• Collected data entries
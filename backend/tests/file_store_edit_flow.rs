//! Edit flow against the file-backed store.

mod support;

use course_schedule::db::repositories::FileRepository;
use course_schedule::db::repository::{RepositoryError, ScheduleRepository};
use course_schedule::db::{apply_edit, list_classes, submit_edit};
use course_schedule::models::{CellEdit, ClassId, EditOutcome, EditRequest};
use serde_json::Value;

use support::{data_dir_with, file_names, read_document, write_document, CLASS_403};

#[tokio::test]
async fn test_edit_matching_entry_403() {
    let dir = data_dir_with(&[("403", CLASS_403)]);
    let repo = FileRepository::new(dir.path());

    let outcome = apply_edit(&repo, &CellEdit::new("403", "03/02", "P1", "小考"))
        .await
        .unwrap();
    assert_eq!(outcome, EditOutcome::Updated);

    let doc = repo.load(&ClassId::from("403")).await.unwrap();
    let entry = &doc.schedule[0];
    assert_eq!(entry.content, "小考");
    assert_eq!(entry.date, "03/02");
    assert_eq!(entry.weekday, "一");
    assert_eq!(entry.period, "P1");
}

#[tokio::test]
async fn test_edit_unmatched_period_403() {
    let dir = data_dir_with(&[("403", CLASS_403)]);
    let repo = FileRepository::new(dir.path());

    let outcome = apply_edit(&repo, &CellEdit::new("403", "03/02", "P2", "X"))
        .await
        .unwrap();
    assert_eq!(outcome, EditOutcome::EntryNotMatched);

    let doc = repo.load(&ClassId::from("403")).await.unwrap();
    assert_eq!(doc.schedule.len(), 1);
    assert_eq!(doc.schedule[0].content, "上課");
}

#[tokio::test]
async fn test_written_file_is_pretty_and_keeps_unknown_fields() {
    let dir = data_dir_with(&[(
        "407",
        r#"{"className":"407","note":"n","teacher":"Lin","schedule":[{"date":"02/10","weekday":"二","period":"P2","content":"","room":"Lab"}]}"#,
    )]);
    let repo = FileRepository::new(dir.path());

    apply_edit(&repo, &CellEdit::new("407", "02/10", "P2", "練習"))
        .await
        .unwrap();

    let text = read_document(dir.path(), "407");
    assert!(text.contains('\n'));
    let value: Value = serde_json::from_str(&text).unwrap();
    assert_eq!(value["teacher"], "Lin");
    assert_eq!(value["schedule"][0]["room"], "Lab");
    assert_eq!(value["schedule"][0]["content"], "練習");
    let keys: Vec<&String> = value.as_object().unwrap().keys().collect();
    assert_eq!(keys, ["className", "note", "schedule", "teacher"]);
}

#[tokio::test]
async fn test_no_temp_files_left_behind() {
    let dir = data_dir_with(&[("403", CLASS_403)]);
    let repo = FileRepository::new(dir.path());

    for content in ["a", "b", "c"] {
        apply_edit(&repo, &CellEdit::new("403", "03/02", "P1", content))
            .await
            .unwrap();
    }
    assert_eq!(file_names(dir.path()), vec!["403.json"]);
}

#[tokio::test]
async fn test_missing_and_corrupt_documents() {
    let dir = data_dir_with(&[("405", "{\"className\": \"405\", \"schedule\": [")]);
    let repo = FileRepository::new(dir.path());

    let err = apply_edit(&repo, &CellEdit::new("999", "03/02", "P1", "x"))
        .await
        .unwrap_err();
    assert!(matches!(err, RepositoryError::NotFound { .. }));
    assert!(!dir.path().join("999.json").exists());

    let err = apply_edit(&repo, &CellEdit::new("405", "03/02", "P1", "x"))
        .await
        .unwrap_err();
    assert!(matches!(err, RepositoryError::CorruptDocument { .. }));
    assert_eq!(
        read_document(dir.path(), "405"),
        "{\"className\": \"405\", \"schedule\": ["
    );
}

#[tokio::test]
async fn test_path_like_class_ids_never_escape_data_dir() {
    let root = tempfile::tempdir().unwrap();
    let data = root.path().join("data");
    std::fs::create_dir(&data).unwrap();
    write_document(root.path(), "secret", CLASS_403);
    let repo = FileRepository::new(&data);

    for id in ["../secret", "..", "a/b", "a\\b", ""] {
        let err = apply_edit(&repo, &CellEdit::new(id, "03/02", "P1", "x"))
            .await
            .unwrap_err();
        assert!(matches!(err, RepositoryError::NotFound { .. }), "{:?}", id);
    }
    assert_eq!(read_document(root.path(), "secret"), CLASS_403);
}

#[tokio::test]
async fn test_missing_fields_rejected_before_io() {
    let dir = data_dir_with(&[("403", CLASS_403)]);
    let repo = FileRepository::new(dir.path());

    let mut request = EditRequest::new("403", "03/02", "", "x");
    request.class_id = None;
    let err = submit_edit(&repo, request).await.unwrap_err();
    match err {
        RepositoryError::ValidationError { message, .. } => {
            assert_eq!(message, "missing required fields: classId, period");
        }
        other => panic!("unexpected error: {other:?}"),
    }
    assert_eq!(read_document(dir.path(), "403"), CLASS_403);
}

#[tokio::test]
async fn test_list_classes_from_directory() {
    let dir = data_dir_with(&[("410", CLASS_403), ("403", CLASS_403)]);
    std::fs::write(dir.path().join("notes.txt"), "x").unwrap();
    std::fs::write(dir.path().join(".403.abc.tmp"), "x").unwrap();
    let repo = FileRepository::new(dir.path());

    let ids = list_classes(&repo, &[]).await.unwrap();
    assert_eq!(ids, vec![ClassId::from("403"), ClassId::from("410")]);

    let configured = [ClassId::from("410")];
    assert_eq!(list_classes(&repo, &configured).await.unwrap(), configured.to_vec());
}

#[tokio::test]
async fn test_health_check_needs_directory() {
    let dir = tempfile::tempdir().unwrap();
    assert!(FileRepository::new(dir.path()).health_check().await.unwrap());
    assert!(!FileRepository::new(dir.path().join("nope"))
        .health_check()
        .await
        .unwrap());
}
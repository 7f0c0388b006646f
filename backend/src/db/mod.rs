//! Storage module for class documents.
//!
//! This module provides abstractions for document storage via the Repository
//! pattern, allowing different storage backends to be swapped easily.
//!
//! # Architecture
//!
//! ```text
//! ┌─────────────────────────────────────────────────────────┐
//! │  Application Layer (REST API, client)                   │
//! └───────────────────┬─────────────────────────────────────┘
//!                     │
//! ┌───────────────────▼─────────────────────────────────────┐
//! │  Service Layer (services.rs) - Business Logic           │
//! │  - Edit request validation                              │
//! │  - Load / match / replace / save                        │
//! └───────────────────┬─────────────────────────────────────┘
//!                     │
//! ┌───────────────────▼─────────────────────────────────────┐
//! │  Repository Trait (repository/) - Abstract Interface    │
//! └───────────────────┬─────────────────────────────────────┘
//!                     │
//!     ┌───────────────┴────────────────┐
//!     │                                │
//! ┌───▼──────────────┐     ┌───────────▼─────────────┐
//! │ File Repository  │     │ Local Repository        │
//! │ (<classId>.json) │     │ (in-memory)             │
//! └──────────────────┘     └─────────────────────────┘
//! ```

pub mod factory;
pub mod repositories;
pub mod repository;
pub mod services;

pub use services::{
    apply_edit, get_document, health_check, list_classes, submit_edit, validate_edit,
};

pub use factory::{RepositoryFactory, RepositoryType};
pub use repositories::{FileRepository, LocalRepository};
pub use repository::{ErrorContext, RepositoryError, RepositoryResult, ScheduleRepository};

• Exercise brief
The answer must restate all of the entries exactly.

• Task solution
filename backend/tests/file_store_edit_flow.rs
//! Edit flow against the file-backed store.

mod support;

use course_schedule::db::repositories::FileRepository;
use course_schedule::db::repository::{RepositoryError, ScheduleRepository};
use course_schedule::db::{apply_edit, list_classes, submit_edit};
use course_schedule::models::{CellEdit, ClassId, EditOutcome, EditRequest};
use serde_json::Value;

use support::{data_dir_with, file_names, read_document, write_document, CLASS_403};

#[tokio::test]
async fn test_edit_matching_entry_403() {
    let dir = data_dir_with(&[("403", CLASS_403)]);
    let repo = FileRepository::new(dir.path());

    let outcome = apply_edit(&repo, &CellEdit::new("403", "03/02", "P1", "小考"))
        .await
        .unwrap();
    assert_eq!(outcome, EditOutcome::Updated);

    let doc = repo.load(&ClassId::from("403")).await.unwrap();
    let entry = &doc.schedule[0];
    assert_eq!(entry.content, "小考");
    assert_eq!(entry.date, "03/02");
    assert_eq!(entry.weekday, "一");
    assert_eq!(entry.period, "P1");
}

#[tokio::test]
async fn test_edit_unmatched_period_403() {
    let dir = data_dir_with(&[("403", CLASS_403)]);
    let repo = FileRepository::new(dir.path());

    let outcome = apply_edit(&repo, &CellEdit::new("403", "03/02", "P2", "X"))
        .await
        .unwrap();
    assert_eq!(outcome, EditOutcome::EntryNotMatched);

    let doc = repo.load(&ClassId::from("403")).await.unwrap();
    assert_eq!(doc.schedule.len(), 1);
    assert_eq!(doc.schedule[0].content, "上課");
}

#[tokio::test]
async fn test_written_file_is_pretty_and_keeps_unknown_fields() {
    let dir = data_dir_with(&[(
        "407",
        r#"{"className":"407","note":"n","teacher":"Lin","schedule":[{"date":"02/10","weekday":"二","period":"P2","content":"","room":"Lab"}]}"#,
    )]);
    let repo = FileRepository::new(dir.path());

    apply_edit(&repo, &CellEdit::new("407", "02/10", "P2", "練習"))
        .await
        .unwrap();

    let text = read_document(dir.path(), "407");
    assert!(text.contains('\n'));
    let value: Value = serde_json::from_str(&text).unwrap();
    assert_eq!(value["teacher"], "Lin");
    assert_eq!(value["schedule"][0]["room"], "Lab");
    assert_eq!(value["schedule"][0]["content"], "練習");
    let keys: Vec<&String> = value.as_object().unwrap().keys().collect();
    assert_eq!(keys, ["className", "note", "schedule", "teacher"]);
}

#[tokio::test]
async fn test_no_temp_files_left_behind() {
    let dir = data_dir_with(&[("403", CLASS_403)]);
    let repo = FileRepository::new(dir.path());

    for content in ["a", "b", "c"] {
        apply_edit(&repo, &CellEdit::new("403", "03/02", "P1", content))
            .await
            .unwrap();
    }
    assert_eq!(file_names(dir.path()), vec!["403.json"]);
}

#[tokio::test]
async fn test_missing_and_corrupt_documents() {
    let dir = data_dir_with(&[("405", "{\"className\": \"405\", \"schedule\": [")]);
    let repo = FileRepository::new(dir.path());

    let err = apply_edit(&repo, &CellEdit::new("999", "03/02", "P1", "x"))
        .await
        .unwrap_err();
    assert!(matches!(err, RepositoryError::NotFound { .. }));
    assert!(!dir.path().join("999.json").exists());

    let err = apply_edit(&repo, &CellEdit::new("405", "03/02", "P1", "x"))
        .await
        .unwrap_err();
    assert!(matches!(err, RepositoryError::CorruptDocument { .. }));
    assert_eq!(
        read_document(dir.path(), "405"),
        "{\"className\": \"405\", \"schedule\": ["
    );
}

#[tokio::test]
async fn test_path_like_class_ids_never_escape_data_dir() {
    let root = tempfile::tempdir().unwrap();
    let data = root.path().join("data");
    std::fs::create_dir(&data).unwrap();
    write_document(root.path(), "secret", CLASS_403);
    let repo = FileRepository::new(&data);

    for id in ["../secret", "..", "a/b", "a\\b", ""] {
        let err = apply_edit(&repo, &CellEdit::new(id, "03/02", "P1", "x"))
            .await
            .unwrap_err();
        assert!(matches!(err, RepositoryError::NotFound { .. }), "{:?}", id);
    }
    assert_eq!(read_document(root.path(), "secret"), CLASS_403);
}

#[tokio::test]
async fn test_missing_fields_rejected_before_io() {
    let dir = data_dir_with(&[("403", CLASS_403)]);
    let repo = FileRepository::new(dir.path());

    let mut request = EditRequest::new("403", "03/02", "", "x");
    request.class_id = None;
    let err = submit_edit(&repo, request).await.unwrap_err();
    match err {
        RepositoryError::ValidationError { message, .. } => {
            assert_eq!(message, "missing required fields: classId, period");
        }
        other => panic!("unexpected error: {other:?}"),
    }
    assert_eq!(read_document(dir.path(), "403"), CLASS_403);
}

#[tokio::test]
async fn test_list_classes_from_directory() {
    let dir = data_dir_with(&[("410", CLASS_403), ("403", CLASS_403)]);
    std::fs::write(dir.path().join("notes.txt"), "x").unwrap();
    std::fs::write(dir.path().join(".403.abc.tmp"), "x").unwrap();
    let repo = FileRepository::new(dir.path());

    let ids = list_classes(&repo, &[]).await.unwrap();
    assert_eq!(ids, vec![ClassId::from("403"), ClassId::from("410")]);

    let configured = [ClassId::from("410")];
    assert_eq!(list_classes(&repo, &configured).await.unwrap(), configured.to_vec());
}

#[tokio::test]
async fn test_health_check_needs_directory() {
    let dir = tempfile::tempdir().unwrap();
    assert!(FileRepository::new(dir.path()).health_check().await.unwrap());
    assert!(!FileRepository::new(dir.path().join("nope"))
        .health_check()
        .await
        .unwrap());
}
repository 7f0c0388b006646f
filename backend/src/db/mod.rs
//! Storage module for class documents.
//!
//! This module provides abstractions for document storage via the Repository
//! pattern, allowing different storage backends to be swapped easily.
//!
//! # Architecture
//!
//! ```text
//! ┌─────────────────────────────────────────────────────────┐
//! │  Application Layer (REST API, client)                   │
//! └───────────────────┬─────────────────────────────────────┘
//!                     │
//! ┌───────────────────▼─────────────────────────────────────┐
//! │  Service Layer (services.rs) - Business Logic           │
//! │  - Edit request validation                              │
//! │  - Load / match / replace / save                        │
//! └───────────────────┬─────────────────────────────────────┘
//!                     │
//! ┌───────────────────▼─────────────────────────────────────┐
//! │  Repository Trait (repository/) - Abstract Interface    │
//! └───────────────────┬─────────────────────────────────────┘
//!                     │
//!     ┌───────────────┴────────────────┐
//!     │                                │
//! ┌───▼──────────────┐     ┌───────────▼─────────────┐
//! │ File Repository  │     │ Local Repository        │
//! │ (<classId>.json) │     │ (in-memory)             │
//! └──────────────────┘     └─────────────────────────┘
//! ```

pub mod factory;
pub mod repositories;
pub mod repository;
pub mod services;

pub use services::{
    apply_edit, get_document, health_check, list_classes, submit_edit, validate_edit,
};

pub use factory::{RepositoryFactory, RepositoryType};
pub use repositories::{FileRepository, LocalRepository};
pub use repository::{ErrorContext, RepositoryError, RepositoryResult, ScheduleRepository};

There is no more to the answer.